Extracted records
★ ★ ★ ★ ★

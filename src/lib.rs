//! Printable monthly calendar rendering.
//!
//! [`layout::MonthLayoutEngine`] turns a year/month, a [`fonts::FontProfile`] and a
//! [`colors::ColorPolicy`] into positioned draw instructions, which any
//! [`draw::TextCanvas`] can replay.

pub mod calendar_utils;
pub mod colors;
pub mod config;
pub mod draw;
pub mod error;
pub mod fonts;
pub mod holidays;
pub mod layout;

pub use colors::ColorPolicy;
pub use config::LayoutConstants;
pub use error::CalendarError;
pub use fonts::FontProfile;
pub use holidays::{HolidayFetch, HolidayOracle, HolidaySet};
pub use layout::{DrawInstruction, InstructionKind, LayoutPoint, MonthLayout, MonthLayoutEngine};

★ ★ ★ ★ ★

*Exercise objective*: Go through the entries and count the lines where the word "MonthLayoutEngine" appears; give only the count.

*Answer box*: 2